--- RECORDS TO USE ---

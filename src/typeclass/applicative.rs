//! Applicative type class - applying functions within contexts.
//!
//! `Applicative` extends [`Functor`] with:
//!
//! - `pure`: lift a plain value into the context
//! - `map2` / `map3`: combine independent computations with a function
//! - `apply`: apply a function held in the context to a value in the context
//!
//! Because the operands of `map2` are independent, an instance is free to
//! inspect all of them before deciding the result. Every container here
//! stops at the first failure except
//! [`Validation`](crate::data::Validation), which combines the errors of
//! all failed operands through [`Semigroup`](super::Semigroup).
//!
//! # Laws
//!
//! ## Identity Law
//!
//! ```text
//! pure(|x| x).apply(v) == v
//! ```
//!
//! ## Homomorphism Law
//!
//! ```text
//! pure(f).apply(pure(x)) == pure(f(x))
//! ```
//!
//! ## Interchange Law
//!
//! ```text
//! u.apply(pure(y)) == pure(|f| f(y)).apply(u)
//! ```
//!
//! ## Composition Law
//!
//! ```text
//! pure(compose).apply(u).apply(v).apply(w) == u.apply(v.apply(w))
//! ```
//!
//! # Examples
//!
//! ```rust
//! use endofunk::data::Maybe;
//! use endofunk::typeclass::Applicative;
//!
//! let x: Maybe<i32> = <Maybe<()>>::pure(42);
//! assert_eq!(x, Maybe::Just(42));
//!
//! let sum = Maybe::Just(1).map2(Maybe::Just(2), |a, b| a + b);
//! assert_eq!(sum, Maybe::Just(3));
//!
//! assert_eq!(Maybe::Just(1).product(Maybe::Just("a")), Maybe::Just((1, "a")));
//! ```

use super::functor::Functor;

/// A type class for types that support lifting values and combining contexts.
///
/// # Examples
///
/// ```rust
/// use endofunk::data::Either;
/// use endofunk::typeclass::Applicative;
///
/// let a: Either<&str, i32> = Either::Right(3);
/// let b: Either<&str, i32> = Either::Right(4);
/// assert_eq!(a.map2(b, |x, y| x + y), Either::Right(7));
///
/// let a: Either<&str, i32> = Either::Left("first");
/// let b: Either<&str, i32> = Either::Left("second");
/// assert_eq!(a.map2(b, |x, y| x + y), Either::Left("first"));
/// ```
pub trait Applicative: Functor {
    /// Lifts a pure value into the applicative context.
    ///
    /// # Examples
    ///
    /// ```rust
    /// use endofunk::data::Outcome;
    /// use endofunk::typeclass::Applicative;
    ///
    /// let x: Outcome<i32, String> = <Outcome<(), String>>::pure(42);
    /// assert_eq!(x, Outcome::Success(42));
    /// ```
    fn pure<B>(value: B) -> Self::WithType<B>;

    /// Combines two applicative values using a binary function.
    ///
    /// The function is called only when both values are present.
    fn map2<B, C, F>(self, other: Self::WithType<B>, function: F) -> Self::WithType<C>
    where
        F: FnOnce(Self::Inner, B) -> C;

    /// Combines three applicative values using a ternary function.
    ///
    /// # Examples
    ///
    /// ```rust
    /// use endofunk::data::Maybe;
    /// use endofunk::typeclass::Applicative;
    ///
    /// let sum = Maybe::Just(1).map3(Maybe::Just(2), Maybe::Just(3), |a, b, c| a + b + c);
    /// assert_eq!(sum, Maybe::Just(6));
    /// ```
    fn map3<B, C, D, F>(
        self,
        second: Self::WithType<B>,
        third: Self::WithType<C>,
        function: F,
    ) -> Self::WithType<D>
    where
        F: FnOnce(Self::Inner, B, C) -> D;

    /// Combines two applicative values into a tuple.
    ///
    /// This is equivalent to `map2(other, |a, b| (a, b))`.
    #[inline]
    fn product<B>(self, other: Self::WithType<B>) -> Self::WithType<(Self::Inner, B)>
    where
        Self: Sized,
    {
        self.map2(other, |a, b| (a, b))
    }

    /// Evaluates two applicatives and keeps the left value.
    ///
    /// # Examples
    ///
    /// ```rust
    /// use endofunk::data::Maybe;
    /// use endofunk::typeclass::Applicative;
    ///
    /// assert_eq!(Maybe::Just(1).product_left(Maybe::Just(2)), Maybe::Just(1));
    /// assert_eq!(Maybe::Just(1).product_left(Maybe::<i32>::Nothing), Maybe::Nothing);
    /// ```
    #[inline]
    fn product_left<B>(self, other: Self::WithType<B>) -> Self::WithType<Self::Inner>
    where
        Self: Sized,
    {
        self.map2(other, |a, _| a)
    }

    /// Evaluates two applicatives and keeps the right value.
    #[inline]
    fn product_right<B>(self, other: Self::WithType<B>) -> Self::WithType<B>
    where
        Self: Sized,
    {
        self.map2(other, |_, b| b)
    }

    /// Applies a function inside the context to a value inside the context.
    ///
    /// The receiver holds the function, `other` holds its argument.
    ///
    /// # Examples
    ///
    /// ```rust
    /// use endofunk::data::Identity;
    /// use endofunk::typeclass::Applicative;
    ///
    /// let function: Identity<fn(i32) -> i32> = Identity::new(|x| x + 1);
    /// assert_eq!(function.apply(Identity::new(5)), Identity::new(6));
    /// ```
    #[inline]
    fn apply<B, Output>(self, other: Self::WithType<B>) -> Self::WithType<Output>
    where
        Self: Sized,
        Self::Inner: FnOnce(B) -> Output,
    {
        self.map2(other, |function, b| function(b))
    }
}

---

THE TASK >>
In the entries above, find lines with "WithType" and copy each.

OUTPUT FOR THIS EXERCISE >>
    fn pure<B>(value: B) -> Self::WithType<B>;
    fn map2<B, C, F>(self, other: Self::WithType<B>, function: F) -> Self::WithType<C>
        second: Self::WithType<B>,
        third: Self::WithType<C>,
    ) -> Self::WithType<D>
    fn product<B>(self, other: Self::WithType<B>) -> Self::WithType<(Self::Inner, B)>
    fn product_left<B>(self, other: Self::WithType<B>) -> Self::WithType<Self::Inner>
    fn product_right<B>(self, other: Self::WithType<B>) -> Self::WithType<B>
    fn apply<B, Output>(self, other: Self::WithType<B>) -> Self::WithType<Output>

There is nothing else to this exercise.